__Your task__
Transcribe exactly the span of lines that begins the records and ends with the line holding "per-timestep cycle |", both boundary lines included.

Extracted records
== Segment start ==
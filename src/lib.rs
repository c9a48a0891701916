//! # malaria-antibody
//!
//! Antibody lineage kinetics for within-host malaria immunity.
//!
//! ---
//!
//! A host tracks one antibody lineage per (antigen class, variant) it has met.
//! Each lineage carries two coupled state variables:
//!
//! **Capacity** — the matured ability of the B-cell population to produce
//! antibody against this variant, in [0.0, 1.0]. It grows under antigen
//! stimulation through a saturating dose-response, switches to rapid clonal
//! expansion once it passes 0.4, and relaxes back toward a memory floor when
//! stimulation stops.
//!
//! **Concentration** — the circulating titer. Once capacity passes 0.3, antibody
//! is released and concentration is driven toward capacity; otherwise it decays
//! on a twenty-day time constant.
//!
//! The update is deterministic: given the current state, this cycle's antigen
//! count and the read-only [`ImmunityParams`], the next state is fixed.
//!
//! ---
//!
//! ## The cycle
//!
//! ```text
//! antigen counts ──► AntibodyRepertoire::step ──► cytokine signal
//!                         │
//!                         ▼  per lineage
//!        decay → update_capacity → update_concentration → reset_counters
//!                         ↑
//!                  ImmunityParams (shared, read-only)
//! ```
//!
//! ## Module overview
//!
//! | Module | Key types | What it does |
//! |--------|-----------|--------------|
//! | [`params`] | [`ImmunityParams`], [`basic_sigmoid`] | Configuration, kinetic constants, dose-response |
//! | [`lineage`] | [`AntibodyLineage`], [`AntibodyType`] | Per-lineage decay, growth and release; factory |
//! | [`repertoire`] | [`AntibodyRepertoire`] | Keyed lineage container and per-timestep cycle |
//! | [`error`] | [`KineticsError`] | Config validation and persistence failures |
//! | [`snapshot`] | [`snapshot::LineageRecord`], [`snapshot::RepertoireSnapshot`] | Serialisable state (requires `serde` feature) |
//!
//! ## Lineage kinds
//!
//! | Kind | Antigen | Differs from the base rules in |
//! |------|---------|-------------------------------|
//! | [`AntibodyType::Csp`] | sporozoite surface coat | decay and release when boosted above capacity |
//! | [`AntibodyType::Msp1`] | merozoite surface | nothing |
//! | [`AntibodyType::Pfemp1Minor`] | variant surface, minor epitopes | capacity growth |
//! | [`AntibodyType::Pfemp1Major`] | variant surface, major epitopes | capacity growth |
//!
//! ## `no_std`
//!
//! This crate is `#![no_std]` by default. The repertoire and snapshot types use
//! `alloc`. [`KineticsError`] implements `core::error::Error` either way. Enable
//! `std` to link the standard library, `serde` for persistence, and
//! `python-ffi` for the PyO3 bindings.
//!
//! ## Logging
//!
//! Diagnostics go through the [`log`](https://docs.rs/log) facade. The crate
//! never installs a logger.

#![cfg_attr(not(any(feature = "std", feature = "python-ffi")), no_std)]
#![deny(unsafe_code)]
#![deny(missing_docs)]
#![cfg_attr(docsrs, feature(doc_cfg))]

#[cfg(any(feature = "std", feature = "python-ffi"))]
extern crate std;

pub mod error;
pub mod lineage;
pub mod params;
pub mod repertoire;
#[cfg(feature = "serde")]
pub mod snapshot;

#[cfg(feature = "python-ffi")]
pub mod ffi;

pub use error::KineticsError;
pub use lineage::{AntibodyLineage, AntibodyType, LineageKey};
pub use params::{basic_sigmoid, ImmunityParams};
pub use repertoire::AntibodyRepertoire;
== Segment end ==
__Answer for the task__
filename src/lib.rs
repository c9a48a0891701916
//! # malaria-antibody
//!
//! Antibody lineage kinetics for within-host malaria immunity.
//!
//! ---
//!
//! A host tracks one antibody lineage per (antigen class, variant) it has met.
//! Each lineage carries two coupled state variables:
//!
//! **Capacity** — the matured ability of the B-cell population to produce
//! antibody against this variant, in [0.0, 1.0]. It grows under antigen
//! stimulation through a saturating dose-response, switches to rapid clonal
//! expansion once it passes 0.4, and relaxes back toward a memory floor when
//! stimulation stops.
//!
//! **Concentration** — the circulating titer. Once capacity passes 0.3, antibody
//! is released and concentration is driven toward capacity; otherwise it decays
//! on a twenty-day time constant.
//!
//! The update is deterministic: given the current state, this cycle's antigen
//! count and the read-only [`ImmunityParams`], the next state is fixed.
//!
//! ---
//!
//! ## The cycle
//!
//! ```text
//! antigen counts ──► AntibodyRepertoire::step ──► cytokine signal
//!                         │
//!                         ▼  per lineage
//!        decay → update_capacity → update_concentration → reset_counters
//!                         ↑
//!                  ImmunityParams (shared, read-only)
//! ```
//!
//! ## Module overview
//!
//! | Module | Key types | What it does |
//! |--------|-----------|--------------|
//! | [`params`] | [`ImmunityParams`], [`basic_sigmoid`] | Configuration, kinetic constants, dose-response |
//! | [`lineage`] | [`AntibodyLineage`], [`AntibodyType`] | Per-lineage decay, growth and release; factory |
//! | [`repertoire`] | [`AntibodyRepertoire`] | Keyed lineage container and per-timestep cycle |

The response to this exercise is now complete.